Assigned task:
Could you reproduce, from the records below, everything from the line with "its side effects" down to the line with "pub fn set_state_at(&mut", keeping both of those lines and changing nothing?

Dataset excerpts:

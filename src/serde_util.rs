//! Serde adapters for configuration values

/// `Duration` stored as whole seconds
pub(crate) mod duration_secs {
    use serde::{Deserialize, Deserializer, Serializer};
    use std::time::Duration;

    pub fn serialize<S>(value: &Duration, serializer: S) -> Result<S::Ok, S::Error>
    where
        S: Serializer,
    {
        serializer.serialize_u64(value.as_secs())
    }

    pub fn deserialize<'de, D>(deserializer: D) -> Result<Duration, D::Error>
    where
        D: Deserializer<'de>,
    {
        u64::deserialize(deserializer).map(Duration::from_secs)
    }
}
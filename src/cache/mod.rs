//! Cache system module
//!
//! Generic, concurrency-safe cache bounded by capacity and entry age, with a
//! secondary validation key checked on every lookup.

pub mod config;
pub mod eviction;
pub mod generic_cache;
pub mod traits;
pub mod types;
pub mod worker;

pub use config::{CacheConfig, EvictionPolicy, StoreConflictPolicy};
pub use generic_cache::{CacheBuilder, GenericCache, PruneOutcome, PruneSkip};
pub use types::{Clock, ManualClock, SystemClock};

---

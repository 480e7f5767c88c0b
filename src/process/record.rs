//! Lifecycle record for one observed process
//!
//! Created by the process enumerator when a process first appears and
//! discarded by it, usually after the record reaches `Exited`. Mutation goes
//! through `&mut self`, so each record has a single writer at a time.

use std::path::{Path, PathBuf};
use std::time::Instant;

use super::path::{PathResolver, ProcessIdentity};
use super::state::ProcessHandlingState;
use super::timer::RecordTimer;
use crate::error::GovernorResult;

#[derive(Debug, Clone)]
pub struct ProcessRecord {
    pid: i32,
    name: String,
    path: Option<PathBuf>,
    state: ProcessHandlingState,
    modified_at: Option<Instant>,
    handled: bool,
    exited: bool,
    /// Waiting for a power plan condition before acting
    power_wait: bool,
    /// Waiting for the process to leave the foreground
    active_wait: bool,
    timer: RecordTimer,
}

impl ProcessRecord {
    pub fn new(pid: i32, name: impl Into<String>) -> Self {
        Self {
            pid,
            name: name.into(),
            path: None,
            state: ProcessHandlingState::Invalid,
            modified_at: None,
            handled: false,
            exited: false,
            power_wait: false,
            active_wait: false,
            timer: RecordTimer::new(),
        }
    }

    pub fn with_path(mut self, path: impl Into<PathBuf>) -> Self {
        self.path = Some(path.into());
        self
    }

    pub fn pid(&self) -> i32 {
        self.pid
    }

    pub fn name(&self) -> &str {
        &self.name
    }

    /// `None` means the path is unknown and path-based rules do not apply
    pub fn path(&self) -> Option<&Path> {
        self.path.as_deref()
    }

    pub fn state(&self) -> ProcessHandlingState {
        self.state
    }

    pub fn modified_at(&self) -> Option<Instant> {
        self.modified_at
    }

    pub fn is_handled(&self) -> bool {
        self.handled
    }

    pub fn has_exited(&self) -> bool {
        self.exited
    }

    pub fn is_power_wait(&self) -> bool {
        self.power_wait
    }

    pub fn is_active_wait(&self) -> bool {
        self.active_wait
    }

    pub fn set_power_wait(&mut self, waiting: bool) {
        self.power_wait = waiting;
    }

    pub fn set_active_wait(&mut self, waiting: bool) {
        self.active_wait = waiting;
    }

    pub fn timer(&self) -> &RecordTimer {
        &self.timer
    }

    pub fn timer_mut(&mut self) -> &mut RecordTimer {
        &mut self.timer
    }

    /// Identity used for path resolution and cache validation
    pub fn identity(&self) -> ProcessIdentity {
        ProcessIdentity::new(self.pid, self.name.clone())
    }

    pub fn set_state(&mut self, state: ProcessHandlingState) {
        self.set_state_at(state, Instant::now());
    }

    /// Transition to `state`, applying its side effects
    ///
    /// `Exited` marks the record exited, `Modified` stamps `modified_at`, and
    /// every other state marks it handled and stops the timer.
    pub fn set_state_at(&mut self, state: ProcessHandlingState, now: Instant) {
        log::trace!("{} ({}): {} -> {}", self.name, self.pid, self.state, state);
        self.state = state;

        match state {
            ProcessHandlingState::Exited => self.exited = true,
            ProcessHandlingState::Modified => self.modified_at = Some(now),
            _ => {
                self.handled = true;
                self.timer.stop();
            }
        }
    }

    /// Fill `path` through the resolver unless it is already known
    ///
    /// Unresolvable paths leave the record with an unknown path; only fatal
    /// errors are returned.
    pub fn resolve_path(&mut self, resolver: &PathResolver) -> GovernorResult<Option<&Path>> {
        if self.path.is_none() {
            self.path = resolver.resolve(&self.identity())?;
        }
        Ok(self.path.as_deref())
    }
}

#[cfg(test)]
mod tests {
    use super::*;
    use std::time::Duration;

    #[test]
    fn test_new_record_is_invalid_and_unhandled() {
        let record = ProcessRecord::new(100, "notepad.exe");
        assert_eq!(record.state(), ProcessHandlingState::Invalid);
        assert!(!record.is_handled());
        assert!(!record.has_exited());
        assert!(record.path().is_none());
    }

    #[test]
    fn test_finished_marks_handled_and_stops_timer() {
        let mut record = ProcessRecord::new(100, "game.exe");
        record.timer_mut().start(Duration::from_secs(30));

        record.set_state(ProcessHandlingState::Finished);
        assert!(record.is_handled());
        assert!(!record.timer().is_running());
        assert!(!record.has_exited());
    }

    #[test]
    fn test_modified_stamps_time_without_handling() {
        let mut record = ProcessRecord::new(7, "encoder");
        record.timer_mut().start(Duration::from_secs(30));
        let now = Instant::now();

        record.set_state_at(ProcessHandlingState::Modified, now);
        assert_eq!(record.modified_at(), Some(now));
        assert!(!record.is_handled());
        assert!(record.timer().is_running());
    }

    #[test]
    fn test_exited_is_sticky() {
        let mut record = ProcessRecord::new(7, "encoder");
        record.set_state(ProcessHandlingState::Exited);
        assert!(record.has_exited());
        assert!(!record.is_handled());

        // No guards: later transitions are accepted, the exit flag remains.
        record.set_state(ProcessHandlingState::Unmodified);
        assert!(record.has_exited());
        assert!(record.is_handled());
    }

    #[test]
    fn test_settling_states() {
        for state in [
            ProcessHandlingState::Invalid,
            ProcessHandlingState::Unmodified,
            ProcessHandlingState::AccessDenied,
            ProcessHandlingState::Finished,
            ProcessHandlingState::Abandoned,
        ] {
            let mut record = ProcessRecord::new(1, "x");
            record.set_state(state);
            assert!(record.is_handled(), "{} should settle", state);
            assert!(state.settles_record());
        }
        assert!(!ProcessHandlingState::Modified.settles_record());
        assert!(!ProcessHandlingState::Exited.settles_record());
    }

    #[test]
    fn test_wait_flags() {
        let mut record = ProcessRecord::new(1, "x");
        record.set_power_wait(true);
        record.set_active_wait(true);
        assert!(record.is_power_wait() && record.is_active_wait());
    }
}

Solution:
    /// Transition to `state`, applying its side effects
    ///
    /// `Exited` marks the record exited, `Modified` stamps `modified_at`, and
    /// every other state marks it handled and stops the timer.
    pub fn set_state_at(&mut self, state: ProcessHandlingState, now: Instant) {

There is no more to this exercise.